Answer: This is an interesting question that has been discussed for a very long time for a few reasons. I have been advocating that there be some testing for onsite medical air compressor systems at health care facilities in accordance with the USP standards for many years. Since it is required in the NFPA 99: Health Care Facilities Code that the medical air produced by these systems must meet the USP requirements, it seems reasonable to assume that the FDA would want to have a CGMP (Current Good Manufacturing Practice) to address the production of this medical gas onsite. This approach would be similar to the requirements for the manufacture and distribution of all of the other medical gases, which are regulated by the FDA. NFPA 99 DOES require that the medical air meet the USP requirements in addition to the other contaminants listed in the code
If the above holds true, then a major question becomes when/how often is the testing required. Clearly, it is required for new systems. However, many verifiers do not test to the USP specification when conducting the commissioning of a new medical air compressor system, but only test for the contaminants listed specifically in NFPA 99. Our company’s SOP requires us to test to the USP specification for ANY new medical gas supply system.
We also recommend as a best practice (CGMP) that the medical air compressor system be tested at least quarterly for compliance with the USP specification and the NFPA 99 contaminants for medical air. Some of our clients prefer to do this monthly, but many only perform this test during an annual inspection. Others do not perform this testing ever!!! The FDA (nor any other US organization that I’m aware of) has not provided guidance on this issue.
What does everyone else do with testing protocols for these systems?

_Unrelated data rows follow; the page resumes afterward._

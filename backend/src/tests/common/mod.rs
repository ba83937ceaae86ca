// Common test utilities and helpers

use async_trait::async_trait;
use std::sync::{Arc, Mutex};
use std::time::Duration;

use crate::AppState;
use crate::models::ChatMessage;
use crate::services::tutor::{CompletionClient, CompletionError, TutorService};

/// What the mock returns from `complete`.
pub enum MockReply {
    Answer(String),
    Fail(fn() -> CompletionError),
    Hang,
}

/// One recorded call to the completion API.
#[derive(Debug, Clone)]
pub struct RecordedCall {
    pub model: String,
    pub messages: Vec<ChatMessage>,
    pub temperature: f32,
}

/// In-process `CompletionClient` that records every call.
pub struct MockCompletionClient {
    reply: MockReply,
    calls: Mutex<Vec<RecordedCall>>,
}

impl MockCompletionClient {
    pub fn answering(answer: &str) -> Arc<Self> {
        Arc::new(Self { reply: MockReply::Answer(answer.to_string()), calls: Mutex::default() })
    }

    pub fn failing(err: fn() -> CompletionError) -> Arc<Self> {
        Arc::new(Self { reply: MockReply::Fail(err), calls: Mutex::default() })
    }

    pub fn hanging() -> Arc<Self> {
        Arc::new(Self { reply: MockReply::Hang, calls: Mutex::default() })
    }

    pub fn calls(&self) -> Vec<RecordedCall> {
        self.calls.lock().unwrap().clone()
    }
}

#[async_trait]
impl CompletionClient for MockCompletionClient {
    async fn complete(
        &self,
        model: &str,
        messages: &[ChatMessage],
        temperature: f32,
    ) -> Result<String, CompletionError> {
        self.calls.lock().unwrap().push(RecordedCall {
            model: model.to_string(),
            messages: messages.to_vec(),
            temperature,
        });

        match &self.reply {
            MockReply::Answer(answer) => Ok(answer.clone()),
            MockReply::Fail(make_err) => Err(make_err()),
            MockReply::Hang => {
                tokio::time::sleep(Duration::from_secs(30)).await;
                Ok("too late".to_string())
            },
        }
    }
}

pub fn create_test_service(client: Option<Arc<MockCompletionClient>>) -> TutorService {
    create_test_service_with_timeout(client, Duration::from_secs(5))
}

pub fn create_test_service_with_timeout(
    client: Option<Arc<MockCompletionClient>>,
    timeout: Duration,
) -> TutorService {
    TutorService::new(client.map(|c| c as Arc<dyn CompletionClient>), timeout)
}

pub fn create_test_state(client: Option<Arc<MockCompletionClient>>) -> Arc<AppState> {
    Arc::new(AppState { tutor_service: Arc::new(create_test_service(client)) })
}
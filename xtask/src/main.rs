// Jazykový AI - Build Task Runner
// Unified build system using cargo xtask pattern

use anyhow::{Context, Result};
use xshell::{Shell, cmd};

fn main() -> Result<()> {
    let sh = Shell::new()?;
    let args: Vec<_> = std::env::args().skip(1).collect();

    match args.first().map(|s| s.as_str()) {
        Some("build") => {
            let release = args.contains(&"--release".to_string());
            build(&sh, release)
        },
        Some("test") => test(&sh),
        Some("format") => {
            let check = args.contains(&"--check".to_string());
            format(&sh, check)
        },
        Some("clippy") => clippy(&sh),
        Some("run") => run(&sh, &args[1..]),
        Some("clean") => clean(&sh),
        Some("ci") => ci(&sh),
        Some("dist") => dist(&sh),
        _ => {
            print_help();
            Ok(())
        },
    }
}

fn print_help() {
    println!("Jazykový AI - Build Commands:");
    println!();
    println!("Usage: cargo xtask <COMMAND> [OPTIONS]");
    println!();
    println!("Commands:");
    println!("  build [--release]   Build the backend (chat page is embedded)");
    println!("  test                Run all tests");
    println!("  format [--check]    Format code (check mode doesn't modify)");
    println!("  clippy              Run clippy checks");
    println!("  run [ARGS...]       Build and run the server");
    println!("  clean               Clean build artifacts");
    println!("  ci                  Run all CI checks (format + clippy + build + test)");
    println!("  dist                Create distribution package (tar.gz)");
    println!();
    println!("Examples:");
    println!("  cargo xtask build --release");
    println!("  cargo xtask run -- --port 8080");
}

fn build(sh: &Shell, release: bool) -> Result<()> {
    println!("🔨 Building Jazykový AI{}...", if release { " (release)" } else { "" });

    let _dir = sh.push_dir(project_root().join("backend"));
    if release {
        cmd!(sh, "cargo build --release")
            .run()
            .context("Failed to build backend in release mode")?;
        create_distribution(sh)?;
    } else {
        cmd!(sh, "cargo build").run().context("Failed to build backend")?;
    }

    println!("✅ Build complete");
    Ok(())
}

/// Lay out build/dist with the binary and a default config
fn create_distribution(sh: &Shell) -> Result<()> {
    let project = project_root();
    let dist_dir = project.join("build/dist");

    cmd!(sh, "mkdir -p {dist_dir}/bin").run()?;
    cmd!(sh, "mkdir -p {dist_dir}/conf").run()?;
    cmd!(sh, "mkdir -p {dist_dir}/logs").run()?;

    let binary_src = project.join("target/release/jazykovy-ai");
    let binary_dst = dist_dir.join("bin/jazykovy-ai");
    cmd!(sh, "cp {binary_src} {binary_dst}").run()?;

    create_config_file(&dist_dir)
}

fn create_config_file(dist_dir: &std::path::Path) -> Result<()> {
    let config_path = dist_dir.join("conf/config.toml");
    let config_content = r#"[server]
port = 5001

[openai]
# api_key is read from OPENAI_API_KEY
base_url = "https://api.openai.com/v1"
timeout_secs = "60s"

[logging]
level = "info,jazykovy_ai=debug"
file = "logs/jazykovy-ai.log"
"#;

    std::fs::write(config_path, config_content).context("Failed to create config file")?;
    Ok(())
}

fn test(sh: &Shell) -> Result<()> {
    println!("🧪 Running tests...");

    let _dir = sh.push_dir(project_root());
    cmd!(sh, "cargo test --workspace").run().context("Tests failed")?;

    println!("✅ All tests passed!");
    Ok(())
}

fn format(sh: &Shell, check: bool) -> Result<()> {
    let _dir = sh.push_dir(project_root());

    if check {
        cmd!(sh, "cargo fmt --all -- --check")
            .run()
            .context("Rust code is not formatted")?;
        println!("✅ Rust code is properly formatted");
    } else {
        cmd!(sh, "cargo fmt --all").run().context("Failed to format Rust code")?;
        println!("✅ Rust code formatted");
    }

    Ok(())
}

fn clippy(sh: &Shell) -> Result<()> {
    let _dir = sh.push_dir(project_root());

    cmd!(sh, "cargo clippy --workspace --all-targets -- --deny warnings --allow clippy::uninlined-format-args")
        .run()
        .context("Clippy checks failed")?;

    Ok(())
}

fn run(sh: &Shell, args: &[String]) -> Result<()> {
    println!("▶️  Starting Jazykový AI...");

    let _dir = sh.push_dir(project_root().join("backend"));
    let mut cmd = cmd!(sh, "cargo run --");
    for arg in args {
        cmd = cmd.arg(arg);
    }
    cmd.run().context("Failed to run application")?;

    Ok(())
}

fn clean(sh: &Shell) -> Result<()> {
    println!("🧹 Cleaning build artifacts...");

    let project = project_root();
    let _dir = sh.push_dir(&project);
    cmd!(sh, "cargo clean").run()?;

    let build_dir = project.join("build");
    if build_dir.exists() {
        cmd!(sh, "rm -rf {build_dir}").run()?;
    }

    println!("✅ Clean complete!");
    Ok(())
}

fn ci(sh: &Shell) -> Result<()> {
    println!("📝 [1/4] Checking code format...");
    format(sh, true)?;

    println!("🔍 [2/4] Running clippy checks...");
    clippy(sh)?;

    println!("🔨 [3/4] Building project...");
    build(sh, true)?;

    println!("🧪 [4/4] Running tests...");
    test(sh)?;

    println!("🎉 CI pipeline completed successfully!");
    Ok(())
}

fn dist(sh: &Shell) -> Result<()> {
    build(sh, true)?;

    let dist_dir = project_root().join("build/dist");
    let timestamp = chrono::Local::now().format("%Y%m%d_%H%M%S");
    let package_name = format!("jazykovy-ai-{}.tar.gz", timestamp);

    let _dir = sh.push_dir(&dist_dir);
    cmd!(sh, "tar czf {package_name} bin conf logs")
        .run()
        .context("Failed to create tarball")?;

    println!("✅ Distribution package created: {}", dist_dir.join(&package_name).display());
    Ok(())
}

fn project_root() -> std::path::PathBuf {
    std::path::Path::new(&env!("CARGO_MANIFEST_DIR"))
        .ancestors()
        .nth(1)
        .map(|p| p.to_path_buf())
        .unwrap_or_else(|| std::path::PathBuf::from("."))
}
use axum::{
    Json,
    extract::rejection::JsonRejection,
    http::StatusCode,
    response::{IntoResponse, Response},
};
use serde::Serialize;
use thiserror::Error;
use utoipa::ToSchema;

use crate::services::tutor::CompletionError;

/// Errors surfaced by the tutor endpoint.
///
/// The `Display` text of each variant is exactly what the client receives in
/// the `error` field, so the Czech messages below are part of the API.
#[derive(Error, Debug)]
pub enum ApiError {
    #[error("Prázdný dotaz")]
    EmptyInput,

    #[error("Proměnná OPENAI_API_KEY nebyla nalezena v prostředí")]
    MissingCredential,

    /// Any failure of the completion call; the upstream text is passed through verbatim.
    #[error("{0}")]
    Upstream(String),

    #[error("{0}")]
    InvalidRequest(String),
}

impl ApiError {
    pub fn status_code(&self) -> StatusCode {
        match self {
            Self::EmptyInput | Self::InvalidRequest(_) => StatusCode::BAD_REQUEST,
            Self::MissingCredential | Self::Upstream(_) => StatusCode::INTERNAL_SERVER_ERROR,
        }
    }
}

/// JSON error body: `{"error": "..."}`
#[derive(Debug, Serialize, ToSchema)]
pub struct ApiErrorResponse {
    pub error: String,
}

impl IntoResponse for ApiError {
    fn into_response(self) -> Response {
        let status = self.status_code();
        if status.is_server_error() {
            tracing::error!("Request failed with {}: {}", status, self);
        } else {
            tracing::debug!("Request rejected with {}: {}", status, self);
        }

        (status, Json(ApiErrorResponse { error: self.to_string() })).into_response()
    }
}

impl From<CompletionError> for ApiError {
    fn from(err: CompletionError) -> Self {
        ApiError::Upstream(err.to_string())
    }
}

impl From<JsonRejection> for ApiError {
    fn from(rejection: JsonRejection) -> Self {
        ApiError::InvalidRequest(rejection.body_text())
    }
}

pub type ApiResult<T> = Result<T, ApiError>;

#[cfg(test)]
mod tests {
    use super::*;

    #[test]
    fn test_messages_and_status_codes() {
        assert_eq!(ApiError::EmptyInput.to_string(), "Prázdný dotaz");
        assert_eq!(ApiError::EmptyInput.status_code(), StatusCode::BAD_REQUEST);

        assert_eq!(
            ApiError::MissingCredential.to_string(),
            "Proměnná OPENAI_API_KEY nebyla nalezena v prostředí"
        );
        assert_eq!(ApiError::MissingCredential.status_code(), StatusCode::INTERNAL_SERVER_ERROR);

        let err = ApiError::Upstream("connection refused".to_string());
        assert_eq!(err.to_string(), "connection refused");
        assert_eq!(err.status_code(), StatusCode::INTERNAL_SERVER_ERROR);
    }

    #[test]
    fn test_completion_error_text_passes_through() {
        let err: ApiError = CompletionError::NoChoices.into();
        assert_eq!(err.to_string(), CompletionError::NoChoices.to_string());
        assert_eq!(err.status_code(), StatusCode::INTERNAL_SERVER_ERROR);
    }
}
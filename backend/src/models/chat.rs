use serde::{Deserialize, Serialize};
use serde_json::Value;
use utoipa::ToSchema;

// ============================================================================
// Completion API message list
// ============================================================================

#[derive(Debug, Clone, Copy, PartialEq, Eq, Serialize, Deserialize, ToSchema)]
#[serde(rename_all = "lowercase")]
pub enum ChatRole {
    System,
    User,
    Assistant,
}

/// One element of the message list sent to the completion API.
#[derive(Debug, Clone, PartialEq, Eq, Serialize, Deserialize)]
pub struct ChatMessage {
    pub role: ChatRole,
    pub content: String,
}

impl ChatMessage {
    pub fn system(content: impl Into<String>) -> Self {
        Self { role: ChatRole::System, content: content.into() }
    }

    pub fn user(content: impl Into<String>) -> Self {
        Self { role: ChatRole::User, content: content.into() }
    }
}

/// A prior conversation turn that passed validation.
///
/// Only `user` and `assistant` turns with string content are kept; anything
/// else coming from the client is dropped rather than rejected.
#[derive(Debug, Clone, PartialEq, Eq)]
pub struct HistoryEntry {
    pub role: ChatRole,
    pub content: String,
}

impl HistoryEntry {
    /// Validate one raw history item. Returns `None` for anything malformed.
    pub fn from_value(raw: &Value) -> Option<Self> {
        let role = match raw.get("role")?.as_str()? {
            "user" => ChatRole::User,
            "assistant" => ChatRole::Assistant,
            _ => return None,
        };
        let content = raw.get("content")?.as_str()?;
        Some(Self { role, content: content.to_string() })
    }
}

impl From<HistoryEntry> for ChatMessage {
    fn from(entry: HistoryEntry) -> Self {
        Self { role: entry.role, content: entry.content }
    }
}

// ============================================================================
// POST /ask
// ============================================================================

#[derive(Debug, Clone, Default, Deserialize, ToSchema)]
pub struct AskRequest {
    /// The learner's message; required to be non-blank
    #[serde(default)]
    pub message: String,
    /// `dialog` (default), `explain`; anything else selects a plain assistant
    #[serde(default)]
    #[schema(value_type = Option<String>)]
    pub mode: Option<Value>,
    /// Target language code (default `en`); unknown codes mean English
    #[serde(default)]
    #[schema(value_type = Option<String>)]
    pub language: Option<Value>,
    /// Prior turns as `{role, content}` objects; malformed items are ignored
    #[serde(default)]
    #[schema(value_type = Option<Vec<Object>>)]
    pub history: Option<Value>,
}

impl AskRequest {
    /// Mode tag, or `default` when absent or null.
    pub fn mode_or<'a>(&'a self, default: &'a str) -> &'a str {
        lenient_text(self.mode.as_ref(), default)
    }

    /// Language code, or `default` when absent or null.
    pub fn language_or<'a>(&'a self, default: &'a str) -> &'a str {
        lenient_text(self.language.as_ref(), default)
    }

    /// Raw history items. A `history` value that is not an array counts as no history.
    pub fn history_items(&self) -> &[Value] {
        self.history.as_ref().and_then(Value::as_array).map(Vec::as_slice).unwrap_or(&[])
    }
}

// Non-string values resolve to "", which no mode or language matches, so the
// prompt builder falls back instead of the request failing.
fn lenient_text<'a>(field: Option<&'a Value>, default: &'a str) -> &'a str {
    match field {
        None | Some(Value::Null) => default,
        Some(Value::String(s)) => s.as_str(),
        Some(_) => "",
    }
}

#[derive(Debug, Clone, Serialize, Deserialize, ToSchema)]
pub struct AskResponse {
    pub answer: String,
}

// ============================================================================
// Auxiliary endpoints
// ============================================================================

#[derive(Debug, Clone, Serialize, ToSchema)]
pub struct LanguageInfo {
    pub code: String,
    pub name: String,
}

#[derive(Debug, Clone, Serialize, ToSchema)]
pub struct StatusResponse {
    pub credential_configured: bool,
    pub model: String,
}
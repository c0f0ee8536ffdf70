//! # Dependency Injection Abstractions
//!
//! 依赖注入抽象层，定义服务注册和依赖解析的核心接口。
//!
//! ## 核心接口
//!
//! - [`ServiceKey`] - 注册与解析的键
//! - [`ServiceRegistry`] / [`ServiceRegistryExt`] - 服务注册表接口
//! - [`ResolveContext`] - 带循环检测的解析引擎
//! - [`RouteProvider`] - 作用域层级的来源
//! - [`SecretStore`] / [`Debouncer`] / [`ResourceCache`] - 外部协作者接口

pub mod collaborators;
pub mod factory;
pub mod key;
pub mod registry;
pub mod resolver;
pub mod scope;

pub use collaborators::*;
pub use factory::*;
pub use key::*;
pub use registry::*;
pub use resolver::*;
pub use scope::*;
//! 日志初始化
//!
//! 过滤规则优先取 `RUST_LOG`，其次是配置中的指令，最后是配置的日志级别。

use infrastructure_common::InfrastructureError;
use tracing::info;
use tracing_subscriber::filter::LevelFilter;
use tracing_subscriber::EnvFilter;

/// 日志配置
#[derive(Debug, Clone)]
pub struct LoggingConfig {
    /// 日志级别
    pub level: tracing::Level,
    /// 是否显示目标
    pub show_target: bool,
    /// 是否显示线程ID
    pub show_thread_ids: bool,
    /// 是否显示文件名
    pub show_file: bool,
    /// 是否显示行号
    pub show_line_number: bool,
    /// 是否使用 JSON 格式
    pub json_format: bool,
    /// 额外的过滤指令，如 `di_impl=trace`
    pub directives: Option<String>,
}

impl Default for LoggingConfig {
    fn default() -> Self {
        Self {
            level: tracing::Level::INFO,
            show_target: true,
            show_thread_ids: false,
            show_file: false,
            show_line_number: false,
            json_format: false,
            directives: None,
        }
    }
}

impl LoggingConfig {
    /// 创建开发环境日志配置，可以看到解析栈的 trace 事件
    pub fn development() -> Self {
        Self {
            level: tracing::Level::TRACE,
            show_target: true,
            show_thread_ids: true,
            show_file: true,
            show_line_number: true,
            json_format: false,
            directives: Some("di_abstractions=trace,di_impl=trace".to_string()),
        }
    }

    /// 创建生产环境日志配置
    pub fn production() -> Self {
        Self {
            level: tracing::Level::INFO,
            show_target: false,
            show_thread_ids: false,
            show_file: false,
            show_line_number: false,
            json_format: true,
            directives: None,
        }
    }

    /// 构建过滤器，`RUST_LOG` 存在时覆盖配置
    pub fn env_filter(&self) -> Result<EnvFilter, InfrastructureError> {
        self.filter_from(std::env::var(EnvFilter::DEFAULT_ENV).ok().as_deref())
    }

    fn filter_from(&self, env: Option<&str>) -> Result<EnvFilter, InfrastructureError> {
        let directives = env
            .filter(|value| !value.trim().is_empty())
            .or(self.directives.as_deref())
            .unwrap_or_default();

        EnvFilter::builder()
            .with_default_directive(LevelFilter::from_level(self.level).into())
            .parse(directives)
            .map_err(|e| InfrastructureError::BootstrapFailed {
                message: format!("无效的日志过滤指令 {directives}: {e}"),
            })
    }
}

/// 初始化全局日志订阅者
///
/// 已有全局订阅者时返回 [`InfrastructureError::BootstrapFailed`]。
pub fn init_logging(config: &LoggingConfig) -> Result<(), InfrastructureError> {
    let subscriber = tracing_subscriber::fmt()
        .with_env_filter(config.env_filter()?)
        .with_target(config.show_target)
        .with_thread_ids(config.show_thread_ids)
        .with_file(config.show_file)
        .with_line_number(config.show_line_number);

    if config.json_format {
        subscriber.json().try_init()
    } else {
        subscriber.try_init()
    }
    .map_err(|e| InfrastructureError::BootstrapFailed {
        message: format!("日志初始化失败: {e}"),
    })?;

    info!("日志系统初始化完成");
    Ok(())
}
//! # 依赖注入具体实现
//!
//! 提供具体的服务注册表、作用域链解析器以及外部协作者的进程内实现。
//!
//! ```rust
//! use di_abstractions::{ResolveContext, ServiceRegistryExt};
//! use di_impl::{ScopeChainResolver, ServiceRegistryImpl, SharedRoute};
//! use std::sync::Arc;
//!
//! struct Database(&'static str);
//! struct Repository(Arc<Database>);
//!
//! let registry = Arc::new(ServiceRegistryImpl::new());
//! registry.register_value(None, Some("app"), Database("primary"));
//! registry.register(None, Some("app/orders"), |ctx: &mut ResolveContext<'_>| {
//!     Ok(Repository(ctx.resolve::<Database>(None, Some("app"))?))
//! });
//!
//! let route = SharedRoute::new(vec!["app", "orders"]);
//! let resolver = ScopeChainResolver::new(registry, route);
//! let repository = resolver.find::<Repository>(None);
//! assert_eq!(repository.0 .0, "primary");
//! ```

pub mod debounce;
pub mod logging;
pub mod registry;
pub mod route;
pub mod scope_chain;
pub mod secret_store;

pub use debounce::TokioDebouncer;
pub use logging::{init_logging, LoggingConfig};
pub use registry::ServiceRegistryImpl;
pub use route::SharedRoute;
pub use scope_chain::ScopeChainResolver;
pub use secret_store::{DeviceIdentity, InMemorySecretStore, DEVICE_ID_KEY};
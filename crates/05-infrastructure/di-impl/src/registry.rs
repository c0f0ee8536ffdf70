//! 服务注册表实现

use di_abstractions::{
    Registration, ResolveOptions, ServiceFactory, ServiceKey, ServiceLookup, ServiceRegistry,
};
use infrastructure_common::RegistrySettings;
use parking_lot::RwLock;
use std::any::TypeId;
use std::collections::HashMap;
use tracing::{debug, info};

/// 作用域内的键：类型 + 名称
type LocalKey = (TypeId, String);

#[derive(Default)]
struct RegistryMaps {
    /// 全局注册
    global: HashMap<LocalKey, Registration>,
    /// 作用域注册，空作用域会被移除
    scoped: HashMap<String, HashMap<LocalKey, Registration>>,
}

impl RegistryMaps {
    fn get(&self, key: &ServiceKey) -> Option<&Registration> {
        let local = local_key(key);
        match key.scope() {
            Some(scope) => self.scoped.get(scope)?.get(&local),
            None => self.global.get(&local),
        }
    }

    fn len(&self) -> usize {
        self.global.len() + self.scoped.values().map(HashMap::len).sum::<usize>()
    }
}

fn local_key(key: &ServiceKey) -> LocalKey {
    (key.type_id(), key.name().to_string())
}

/// 具体的服务注册表实现
///
/// 读写锁只在访问映射期间持有。工厂在锁释放后调用，
/// 因此工厂内部可以继续解析甚至注册服务。
pub struct ServiceRegistryImpl {
    maps: RwLock<RegistryMaps>,
    settings: RegistrySettings,
}

impl ServiceRegistryImpl {
    /// 创建新的注册表
    pub fn new() -> Self {
        Self::with_settings(RegistrySettings::default())
    }

    /// 使用指定设置创建注册表
    pub fn with_settings(settings: RegistrySettings) -> Self {
        Self {
            maps: RwLock::new(RegistryMaps::default()),
            settings,
        }
    }

    pub fn settings(&self) -> &RegistrySettings {
        &self.settings
    }
}

impl Default for ServiceRegistryImpl {
    fn default() -> Self {
        Self::new()
    }
}

impl std::fmt::Debug for ServiceRegistryImpl {
    fn fmt(&self, f: &mut std::fmt::Formatter<'_>) -> std::fmt::Result {
        let maps = self.maps.read();
        f.debug_struct("ServiceRegistryImpl")
            .field("global_count", &maps.global.len())
            .field("scopes", &maps.scoped.keys().collect::<Vec<_>>())
            .field("settings", &self.settings)
            .finish()
    }
}

impl ServiceLookup for ServiceRegistryImpl {
    fn factory_for(&self, key: &ServiceKey) -> Option<ServiceFactory> {
        self.maps.read().get(key).map(|reg| reg.factory.clone())
    }

    fn log_resolutions(&self) -> bool {
        self.settings.log_resolutions
    }
}

impl ServiceRegistry for ServiceRegistryImpl {
    fn as_lookup(&self) -> &dyn ServiceLookup {
        self
    }

    fn register_erased(&self, key: ServiceKey, factory: ServiceFactory) {
        let local = local_key(&key);
        let registration = Registration::new(key.clone(), factory);

        let mut maps = self.maps.write();
        let previous = match key.scope() {
            Some(scope) => maps
                .scoped
                .entry(scope.to_string())
                .or_default()
                .insert(local, registration),
            None => maps.global.insert(local, registration),
        };
        drop(maps);

        if previous.is_some() {
            debug!(key = %key, "替换已有注册");
        } else {
            debug!(key = %key, "注册服务");
        }
    }

    fn remove_key(&self, key: &ServiceKey) -> bool {
        let local = local_key(key);
        let mut maps = self.maps.write();

        let removed = match key.scope() {
            Some(scope) => {
                let Some(entries) = maps.scoped.get_mut(scope) else {
                    return false;
                };
                let removed = entries.remove(&local).is_some();
                if entries.is_empty() {
                    maps.scoped.remove(scope);
                    debug!(scope, "作用域已空，移除");
                }
                removed
            }
            None => maps.global.remove(&local).is_some(),
        };
        drop(maps);

        if removed {
            debug!(key = %key, "删除注册");
        }
        removed
    }

    fn contains_key(&self, key: &ServiceKey) -> bool {
        self.maps.read().get(key).is_some()
    }

    fn clear_scope(&self, scope: &str) {
        if let Some(entries) = self.maps.write().scoped.remove(scope) {
            info!(scope, count = entries.len(), "清理作用域");
        }
    }

    fn clear(&self) {
        let mut maps = self.maps.write();
        let count = maps.len();
        *maps = RegistryMaps::default();
        drop(maps);
        info!(count, "清理所有注册");
    }

    fn registered_keys(&self) -> Vec<ServiceKey> {
        let maps = self.maps.read();
        maps.global
            .values()
            .chain(maps.scoped.values().flat_map(HashMap::values))
            .map(|reg| reg.key.clone())
            .collect()
    }

    fn scopes(&self) -> Vec<String> {
        let mut scopes: Vec<String> = self.maps.read().scoped.keys().cloned().collect();
        scopes.sort();
        scopes
    }

    fn registration_count(&self) -> usize {
        self.maps.read().len()
    }

    fn resolve_options(&self) -> ResolveOptions {
        ResolveOptions {
            max_depth: self.settings.max_resolution_depth,
        }
    }
}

I just returned from conducting a training course in Columbia and they mostly follow the NFPA 99 requirements, as well as a set of government regulations, for their medical gas systems. Interestingly, they require that the medical air be continuously monitored for some of the contaminants (similar to our requirement for the CO and Dew Point monitors), but also require testing within every (8) days for compliance with the USP specification. In the event that the medical air from the compressor fails the USP test, the procedure would be to shut down the compressor system and there is requirement to have an emergency backup manifold system that would be used until the compressor system returns to producing the medical air in accordance with the USP and NFPA requirements. Other countries have similar requirements for periodically testing these systems to ensure the medical air produced onsite is in compliance with the regulatory requirements and standards.
The system design above is similar to UK standards, which require tertiary systems. The US only requires duplex systems.